Köşe Yazıları

Devam / 17.2.2012
1. Baştan başlayalım: İklim değişti, Sibirya iklimi oldu. (Çoktan değişmişti aslında...) Sıcaklık sıfır dereceye yükseldi, ama bu soğuk, termometrelerin ölçebildiği bir soğuk değil. Sıfır derece, suyun bir atmosfer basıncında donma derecesidir, der okul kitapları, hayatın mucizesi kristallerin damlalardan daha hafif olmasında gizlidir. Buz kara dönüştü, ılıdı, yumuşadı, uysallaştı, defalarca seyredilse de etkileyiciliğini yitirmeyen tablolara akıttı doğa görünümlerini... Eninde sonunda yağmurlar başlayacak, çamura bulanacak şehrin sokakları. Ama dağlardan gelen, sonsuzmuşçasına taşıp gelen sular, kurşuni sislerin, buz tabakalarının altında gözlerini kapamış, kendi düşlerinde serilip kalmış gölü daha da berraklaştıracak. Dağların sırlarını, masallarını, sarp yalnızlığını taşıyıp bırakacak ona... Herdem kara gömülü dorukları, yol vermeyi, çiçeklenmeyi, gölgelenmeyi öğrenmiş vadileri, rüzgarı, ağır ağır kımıldanan, bir ilerleyip bir geri çekilen buzulları, uçurumları... O günler geldiğinde, şimdi kupkuru, bomboş ellerini toprağa doğru uzatmış ağaçlar da silkinip canlanacak, ansızın alev almışçasına, bir sabah utangaç utangaç yapraklanacaklar. Sessizce gerçekleştirecekler, her seferinde gerçekleştirdikleri mucizeyi, başlangıçların zamanına dönmeyi... Bizlerin, çoktan yitirdiğimiz için bir mitosa çevirdiğimiz yeniden doğuş mucizesini... Bahar, renkleriyle, düşleriyle, birbirine karışmış imgeleriyle geçip gitmiş baharların, acımasızca hatırlatacak hayatı... Belki hepsinden çok ışığıyla... Çıplak, mucizemsi, vazgeçilmez ışığıyla... Belki bir gün doğumunda birdenbire hatırlayacağız hala hayatta olduğumuzunu... Hâlâ burada, nerede ve kim olduğuna aldırmadığın bir burdalıkta, sanki daha başka, daha gerçek bir varoluşta... Bir başına, yüzünü kendi yoluna koyulan güne doğru çevirmiş... Çepeçevre kuşatılmış, çoktan kanıksadığın nimetleri, mucizeleriyle hayatın... Bitmeyen tükenmeyen acıları ve öfkesiyle insanların...

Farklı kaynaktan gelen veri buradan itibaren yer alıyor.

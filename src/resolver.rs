//! Trial-and-error resolution of a ticker into an exchange symbol.
//!
//! Candidates are tried in a fixed order: every quote with `/`, then every
//! quote with `-`. The first symbol the exchange accepts wins. Nothing is
//! remembered between calls.

use crate::error::ExchangeError;
use crate::exchange::Exchange;
use crate::models::{Candle, Delimiter, Symbol, Timeframe};
use tracing::{debug, warn};

#[derive(Debug, Clone, PartialEq)]
pub enum Resolution {
    Found { symbol: String, candles: Vec<Candle> },
    NotFound { attempted: Vec<String> },
}

impl Resolution {
    pub fn symbol(&self) -> Option<&str> {
        match self {
            Resolution::Found { symbol, .. } => Some(symbol),
            Resolution::NotFound { .. } => None,
        }
    }

    /// The candles, or an empty series when nothing resolved.
    pub fn into_candles(self) -> Vec<Candle> {
        match self {
            Resolution::Found { candles, .. } => candles,
            Resolution::NotFound { .. } => Vec::new(),
        }
    }
}

/// Candidate symbols in trial order.
pub fn candidates(ticker: &str, quotes: &[String]) -> Vec<String> {
    [Delimiter::Slash, Delimiter::Dash]
        .iter()
        .flat_map(|delimiter| {
            quotes
                .iter()
                .map(move |quote| Symbol::new(ticker, quote).format(*delimiter))
        })
        .collect()
}

/// Fetches candles for the first candidate symbol `exchange` accepts.
///
/// Only `BadSymbol` moves on to the next candidate. Any other error aborts the
/// search and is returned as is.
pub async fn resolve_candles(
    exchange: &dyn Exchange,
    ticker: &str,
    quotes: &[String],
    timeframe: Timeframe,
    limit: usize,
) -> Result<Resolution, ExchangeError> {
    let mut attempted = Vec::new();

    for symbol in candidates(ticker, quotes) {
        match exchange.fetch_ohlcv(&symbol, timeframe, limit).await {
            Ok(candles) => {
                debug!("{} resolved {} as {}", exchange.name(), ticker, symbol);
                return Ok(Resolution::Found { symbol, candles });
            }
            Err(ExchangeError::BadSymbol(reason)) => {
                debug!("{} rejected {}: {}", exchange.name(), symbol, reason);
                attempted.push(symbol);
            }
            Err(e) => return Err(e),
        }
    }

    warn!(
        "{} has no market for {} (tried {})",
        exchange.name(),
        ticker,
        attempted.join(", ")
    );
    Ok(Resolution::NotFound { attempted })
}

#[cfg(test)]
pub(crate) mod tests {
    use super::*;
    use crate::models::MarketListing;
    use async_trait::async_trait;
    use chrono::{DateTime, Duration};
    use std::collections::HashSet;
    use std::sync::Mutex;

    /// Accepts a fixed set of symbols and records every request.
    pub(crate) struct MockExchange {
        pub name: String,
        pub accepted: HashSet<String>,
        pub unsupported: HashSet<String>,
        pub closes: Vec<f64>,
        pub calls: Mutex<Vec<String>>,
    }

    impl MockExchange {
        pub(crate) fn accepting(symbols: &[&str], closes: Vec<f64>) -> Self {
            Self {
                name: "mock".to_string(),
                accepted: symbols.iter().map(|s| s.to_string()).collect(),
                unsupported: HashSet::new(),
                closes,
                calls: Mutex::new(Vec::new()),
            }
        }

        pub(crate) fn calls(&self) -> Vec<String> {
            self.calls.lock().unwrap().clone()
        }
    }

    pub(crate) fn candles_from_closes(closes: &[f64]) -> Vec<Candle> {
        let start = DateTime::from_timestamp(1_700_000_000, 0).unwrap();
        closes
            .iter()
            .enumerate()
            .map(|(i, &close)| Candle {
                timestamp: start + Duration::minutes(i as i64),
                open: close,
                high: close * 1.01,
                low: close * 0.99,
                close,
                volume: 10.0,
            })
            .collect()
    }

    #[async_trait]
    impl Exchange for MockExchange {
        fn name(&self) -> &str {
            &self.name
        }

        async fn fetch_ohlcv(
            &self,
            symbol: &str,
            _timeframe: Timeframe,
            limit: usize,
        ) -> Result<Vec<Candle>, ExchangeError> {
            self.calls.lock().unwrap().push(symbol.to_string());
            if self.unsupported.contains(symbol) {
                return Err(ExchangeError::NotSupported(symbol.to_string()));
            }
            if !self.accepted.contains(symbol) {
                return Err(ExchangeError::BadSymbol(symbol.to_string()));
            }
            let mut candles = candles_from_closes(&self.closes);
            candles.truncate(limit);
            Ok(candles)
        }

        async fn fetch_markets(&self) -> Result<Vec<MarketListing>, ExchangeError> {
            Ok(self
                .accepted
                .iter()
                .filter_map(|s| Symbol::parse(s))
                .map(|s| MarketListing {
                    symbol: s.format(Delimiter::Slash),
                    id: s.format(Delimiter::Dash),
                    base: s.base,
                    quote: s.quote,
                    price: Some(1.0),
                    exchange_name: self.name.clone(),
                })
                .collect())
        }
    }

    fn stables() -> Vec<String> {
        ["USD", "USDC", "USDT", "DAI"].iter().map(|s| s.to_string()).collect()
    }

    #[test]
    fn test_candidate_order() {
        assert_eq!(
            candidates("btc", &stables()),
            vec![
                "BTC/USD", "BTC/USDC", "BTC/USDT", "BTC/DAI", "BTC-USD", "BTC-USDC", "BTC-USDT",
                "BTC-DAI"
            ]
        );
    }

    #[tokio::test]
    async fn test_falls_back_to_dash_after_exhausting_slash_quotes() {
        let exchange = MockExchange::accepting(&["BTC-USDT"], vec![1.0, 2.0, 3.0]);

        let resolution = resolve_candles(&exchange, "btc", &stables(), Timeframe::M1, 300)
            .await
            .unwrap();

        assert_eq!(resolution.symbol(), Some("BTC-USDT"));
        assert_eq!(
            exchange.calls(),
            vec!["BTC/USD", "BTC/USDC", "BTC/USDT", "BTC/DAI", "BTC-USD", "BTC-USDC", "BTC-USDT"]
        );
        assert_eq!(resolution.into_candles().len(), 3);
    }

    #[tokio::test]
    async fn test_first_accepted_candidate_wins() {
        let exchange = MockExchange::accepting(&["ETH/USDC", "ETH-USD"], vec![5.0]);

        let resolution = resolve_candles(&exchange, "ETH", &stables(), Timeframe::M1, 300)
            .await
            .unwrap();

        assert_eq!(resolution.symbol(), Some("ETH/USDC"));
        assert_eq!(exchange.calls().len(), 2);
    }

    #[tokio::test]
    async fn test_explicit_market_tries_both_delimiters() {
        let exchange = MockExchange::accepting(&["SOL-EUR"], vec![5.0]);
        let quotes = vec!["EUR".to_string()];

        let resolution = resolve_candles(&exchange, "SOL", &quotes, Timeframe::M1, 300)
            .await
            .unwrap();

        assert_eq!(resolution.symbol(), Some("SOL-EUR"));
        assert_eq!(exchange.calls(), vec!["SOL/EUR", "SOL-EUR"]);
    }

    #[tokio::test]
    async fn test_not_found_lists_every_attempt() {
        let exchange = MockExchange::accepting(&[], vec![]);

        let resolution = resolve_candles(&exchange, "NOPE", &stables(), Timeframe::M1, 300)
            .await
            .unwrap();

        match &resolution {
            Resolution::NotFound { attempted } => assert_eq!(attempted.len(), 8),
            other => panic!("expected NotFound, got {:?}", other),
        }
        assert!(resolution.into_candles().is_empty());
    }

    #[tokio::test]
    async fn test_not_supported_aborts_the_search() {
        let mut exchange = MockExchange::accepting(&["BTC-USD"], vec![1.0]);
        exchange.unsupported.insert("BTC/USDC".to_string());

        let result = resolve_candles(&exchange, "BTC", &stables(), Timeframe::M1, 300).await;

        assert!(matches!(result, Err(ExchangeError::NotSupported(_))));
        assert_eq!(exchange.calls(), vec!["BTC/USD", "BTC/USDC"]);
    }
}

2. Ama işte soğuk... Bu soğuk, termometrelerin ölçebildiği bir soğuk değil. Topraklaşmayı, susmayı, suç ortaklığı yapmayı reddeden bir toplu mezarın soğukluğu... Yirmi yıl, otuz yıl sonra bile durmamacasına anlatan, çığlık atan, başlarına geleni anlatan insan kemikleri... Hala ve hep anlatan, işitilmeyen, susturulan... Yüzlerce toplu mezardan birinin başında, on yıldır, yirmi yıldır, otuz yıldır beklediği kişinin kemiklerine sarılanın hissettiği soğuk... O mu, değil mi? Eşim on dokuz kez göz altına alınmıştı, yirmincide dönmedi... Canlı canlı derisi yüzülmüş bu kafatası kızım olabilir mi? Bu gözleri oyulmuş, kulakları kesilmiş çocuk, kimin çocuğu? Yoksa hala sağ mıydı... Bu soğuk, toplu gözaltılardan birinde, hani yüzlerce evin, işyerinin, derneğin, gazetenin, sendikanın, konservatuarın birden basıldığı o olağan sabahlardan birinde, uykusundan uyandırılan, şaşkına dönmüş bir çocuğun şakağına dayanan namlunun soğuğu... İbret olsun diye bir köprüden yarı çıplak başaşağı asılan, her tarafı beton bir hücreye kapatılan birinin ciğerlerine, böbreklerine işleyen soğuk. Tepesine yağan bombalardan korunmak için kendini kara gömen, belki üç ay önce onsekizini doldurduğundan artık çocuktan saymadığımız yaralı bir ‘kaçakçıyı’ öldüren soğuk... Ya da babasının, oğlunun parçalanmış gövdesini bir araya toparlamaya çalışırken parmaklarını donduran soğuk... Gün aşırı onar yirmişer, kırkar ellişer cezaevine tıkılanların, kaloriferlerin yanmadığı karlı günlerden birinde, ‘Soyun!’ emrini ilk kez işittiklerinde fark ettikleri soğuk... Taş attığı için herbiri beşer onar yıllık altı ayrı suçtan yargılanan bir çocuğun (kanunen bileçocuk!) polislerin, savcıların, hatta bizim gözlerimizin içinde karşılaştığı soğuk... Tek bir insan yüreğine rastlamadan buz kesen sözcüklerin soğuğu...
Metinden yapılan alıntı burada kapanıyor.